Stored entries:
↓

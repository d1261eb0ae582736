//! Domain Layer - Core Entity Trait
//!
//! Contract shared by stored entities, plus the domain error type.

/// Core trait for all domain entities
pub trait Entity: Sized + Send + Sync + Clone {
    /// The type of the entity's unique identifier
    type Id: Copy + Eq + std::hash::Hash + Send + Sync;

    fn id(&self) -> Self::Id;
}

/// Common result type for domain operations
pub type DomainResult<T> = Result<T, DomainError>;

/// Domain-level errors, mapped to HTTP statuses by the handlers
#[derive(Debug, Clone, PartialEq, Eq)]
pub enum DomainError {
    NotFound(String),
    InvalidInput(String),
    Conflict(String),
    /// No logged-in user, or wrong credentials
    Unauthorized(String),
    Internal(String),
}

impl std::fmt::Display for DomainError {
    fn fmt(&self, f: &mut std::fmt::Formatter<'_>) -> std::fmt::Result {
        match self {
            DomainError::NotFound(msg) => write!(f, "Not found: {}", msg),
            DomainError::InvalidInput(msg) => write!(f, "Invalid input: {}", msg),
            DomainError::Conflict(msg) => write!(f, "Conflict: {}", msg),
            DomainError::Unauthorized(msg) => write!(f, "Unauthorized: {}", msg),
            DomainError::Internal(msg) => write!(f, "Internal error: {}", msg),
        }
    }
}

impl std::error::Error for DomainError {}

↑
↓

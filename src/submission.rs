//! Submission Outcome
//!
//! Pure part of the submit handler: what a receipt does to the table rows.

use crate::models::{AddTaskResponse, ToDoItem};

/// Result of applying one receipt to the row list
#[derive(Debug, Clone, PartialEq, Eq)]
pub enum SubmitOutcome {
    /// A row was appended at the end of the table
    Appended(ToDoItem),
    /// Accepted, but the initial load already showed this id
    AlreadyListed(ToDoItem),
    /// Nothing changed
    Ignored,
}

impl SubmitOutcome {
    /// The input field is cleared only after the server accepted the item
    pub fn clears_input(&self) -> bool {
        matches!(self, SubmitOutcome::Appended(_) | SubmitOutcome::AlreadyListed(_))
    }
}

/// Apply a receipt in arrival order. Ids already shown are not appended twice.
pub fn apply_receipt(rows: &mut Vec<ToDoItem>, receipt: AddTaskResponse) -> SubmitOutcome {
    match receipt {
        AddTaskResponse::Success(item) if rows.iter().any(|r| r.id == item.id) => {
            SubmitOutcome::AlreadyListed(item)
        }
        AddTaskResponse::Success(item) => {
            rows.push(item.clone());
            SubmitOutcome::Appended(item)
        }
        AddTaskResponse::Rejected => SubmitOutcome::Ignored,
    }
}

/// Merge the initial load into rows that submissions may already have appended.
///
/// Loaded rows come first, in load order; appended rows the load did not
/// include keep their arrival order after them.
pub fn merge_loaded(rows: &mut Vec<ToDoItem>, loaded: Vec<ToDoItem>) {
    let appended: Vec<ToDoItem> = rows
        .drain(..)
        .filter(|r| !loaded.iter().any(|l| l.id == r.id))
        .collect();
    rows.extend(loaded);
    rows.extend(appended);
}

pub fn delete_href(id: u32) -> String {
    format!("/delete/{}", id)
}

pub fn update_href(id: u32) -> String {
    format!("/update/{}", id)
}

↑
↓

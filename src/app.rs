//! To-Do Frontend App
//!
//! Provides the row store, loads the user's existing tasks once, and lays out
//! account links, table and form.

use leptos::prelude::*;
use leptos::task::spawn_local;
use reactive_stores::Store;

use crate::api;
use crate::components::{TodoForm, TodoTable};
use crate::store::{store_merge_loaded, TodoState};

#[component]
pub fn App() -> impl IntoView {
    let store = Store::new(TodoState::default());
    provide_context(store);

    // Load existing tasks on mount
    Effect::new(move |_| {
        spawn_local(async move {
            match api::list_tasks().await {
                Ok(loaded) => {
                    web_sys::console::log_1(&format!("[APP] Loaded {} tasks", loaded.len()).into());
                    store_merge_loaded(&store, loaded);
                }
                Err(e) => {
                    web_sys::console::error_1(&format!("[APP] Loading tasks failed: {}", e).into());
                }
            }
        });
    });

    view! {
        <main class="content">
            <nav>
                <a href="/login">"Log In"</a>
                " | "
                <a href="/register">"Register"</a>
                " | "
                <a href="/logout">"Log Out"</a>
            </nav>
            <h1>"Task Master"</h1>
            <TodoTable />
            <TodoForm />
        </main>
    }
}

↑

Only the lines above from the line with "repository d1261eb0ae582736" to the line with "impl std::error::Error for", those two lines included, should be reproduced exactly.

repository d1261eb0ae582736
//! Domain Layer - Core Entity Trait
//!
//! Contract shared by stored entities, plus the domain error type.

/// Core trait for all domain entities
pub trait Entity: Sized + Send + Sync + Clone {
    /// The type of the entity's unique identifier
    type Id: Copy + Eq + std::hash::Hash + Send + Sync;

    fn id(&self) -> Self::Id;
}

/// Common result type for domain operations
pub type DomainResult<T> = Result<T, DomainError>;

/// Domain-level errors, mapped to HTTP statuses by the handlers
#[derive(Debug, Clone, PartialEq, Eq)]
pub enum DomainError {
    NotFound(String),
    InvalidInput(String),
    Conflict(String),
    /// No logged-in user, or wrong credentials
    Unauthorized(String),
    Internal(String),
}

impl std::fmt::Display for DomainError {
    fn fmt(&self, f: &mut std::fmt::Formatter<'_>) -> std::fmt::Result {
        match self {
            DomainError::NotFound(msg) => write!(f, "Not found: {}", msg),
            DomainError::InvalidInput(msg) => write!(f, "Invalid input: {}", msg),
            DomainError::Conflict(msg) => write!(f, "Conflict: {}", msg),
            DomainError::Unauthorized(msg) => write!(f, "Unauthorized: {}", msg),
            DomainError::Internal(msg) => write!(f, "Internal error: {}", msg),
        }
    }
}

impl std::error::Error for DomainError {}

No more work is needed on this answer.